Initial value theorem

In mathematical analysis, the initial value theorem is a theorem used to relate frequency domain expressions to the time domain behavior as time approaches zero.^[1] Let

[math]\displaystyle{ F(s) = \int_0^\infty f(t) e^{-st}\,dt }[/math]

be the (one-sided) Laplace transform of ƒ(t). If [math]\displaystyle{ f }[/math] is bounded on [math]\displaystyle{ (0,\infty) }[/math] (or if just [math]\displaystyle{ f(t)=O(e^{ct}) }[/math]) and [math]\displaystyle{ \lim_{t\to 0^+}f(t) }[/math] exists then the initial value theorem says^[2]

[math]\displaystyle{ \lim_{t\,\to\, 0}f(t)=\lim_{s\to\infty}{sF(s)}. }[/math]

Proofs

Proof using dominated convergence theorem and assuming that function is bounded

Suppose first that [math]\displaystyle{ f }[/math] is bounded, i.e. [math]\displaystyle{ \lim_{t\to 0^+}f(t)=\alpha }[/math]. A change of variable in the integral [math]\displaystyle{ \int_0^\infty f(t)e^{-st}\,dt }[/math] shows that

[math]\displaystyle{ sF(s)=\int_0^\infty f\left(\frac ts\right)e^{-t}\,dt }[/math].

Since [math]\displaystyle{ f }[/math] is bounded, the Dominated Convergence Theorem implies that

[math]\displaystyle{ \lim_{s\to\infty}sF(s)=\int_0^\infty\alpha e^{-t}\,dt=\alpha. }[/math]

Proof using elementary calculus and assuming that function is bounded

Of course we don't really need DCT here, one can give a very simple proof using only elementary calculus:

Start by choosing [math]\displaystyle{ A }[/math] so that [math]\displaystyle{ \int_A^\infty e^{-t}\,dt\lt \epsilon }[/math], and then note that [math]\displaystyle{ \lim_{s\to\infty}f\left(\frac ts\right)=\alpha }[/math] uniformly for [math]\displaystyle{ t\in(0,A] }[/math].
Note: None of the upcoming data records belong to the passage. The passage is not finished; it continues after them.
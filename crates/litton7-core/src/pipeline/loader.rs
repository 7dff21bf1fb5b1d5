//! Background loader: decodes accepted paths into the bounded channel.

use std::path::PathBuf;
use std::thread::JoinHandle;

use super::channel::{LoadResult, LoadSender, QueueItem};
use super::decode::ImageDecoder;

/// Single-pass producer running on a dedicated thread.
pub struct Loader {
    decoder: ImageDecoder,
}

impl Loader {
    pub fn new(decoder: ImageDecoder) -> Self {
        Self { decoder }
    }

    /// Start the loader thread.
    ///
    /// Every path produces exactly one entry, pushed in input order. The push
    /// blocks while the channel is full. The thread exits after the last
    /// push, or early if the consumer hung up.
    pub fn spawn(self, paths: Vec<PathBuf>, tx: LoadSender) -> std::io::Result<JoinHandle<()>> {
        std::thread::Builder::new()
            .name("litton7-loader".to_string())
            .spawn(move || self.run(paths, tx))
    }

    fn run(self, paths: Vec<PathBuf>, tx: LoadSender) {
        let total = paths.len();
        for (i, path) in paths.into_iter().enumerate() {
            let item: LoadResult = self.decoder.decode(&path).map(|decoded| {
                tracing::trace!(
                    "decoded {:?} ({}x{}, {:?})",
                    path,
                    decoded.width,
                    decoded.height,
                    decoded.format
                );
                QueueItem {
                    path,
                    image: decoded.image,
                }
            });

            if tx.blocking_send(item).is_err() {
                tracing::debug!("consumer closed the channel after {} of {} images", i, total);
                return;
            }
        }
        tracing::debug!("loader finished: {} images queued", total);
    }
}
Generalizing to non-bounded functions that have exponential order

The theorem assuming just that [math]\displaystyle{ f(t)=O(e^{ct}) }[/math] follows from the theorem for bounded [math]\displaystyle{ f }[/math]:

Define [math]\displaystyle{ g(t)=e^{-ct}f(t) }[/math]. Then [math]\displaystyle{ g }[/math] is bounded, so we've shown that [math]\displaystyle{ g(0^+)=\lim_{s\to\infty}sG(s) }[/math]. But [math]\displaystyle{ f(0^+)=g(0^+) }[/math] and [math]\displaystyle{ G(s)=F(s+c) }[/math], so

[math]\displaystyle{ \lim_{s\to\infty}sF(s)=\lim_{s\to\infty}(s-c)F(s)=\lim_{s\to\infty}sF(s+c) =\lim_{s\to\infty}sG(s), }[/math]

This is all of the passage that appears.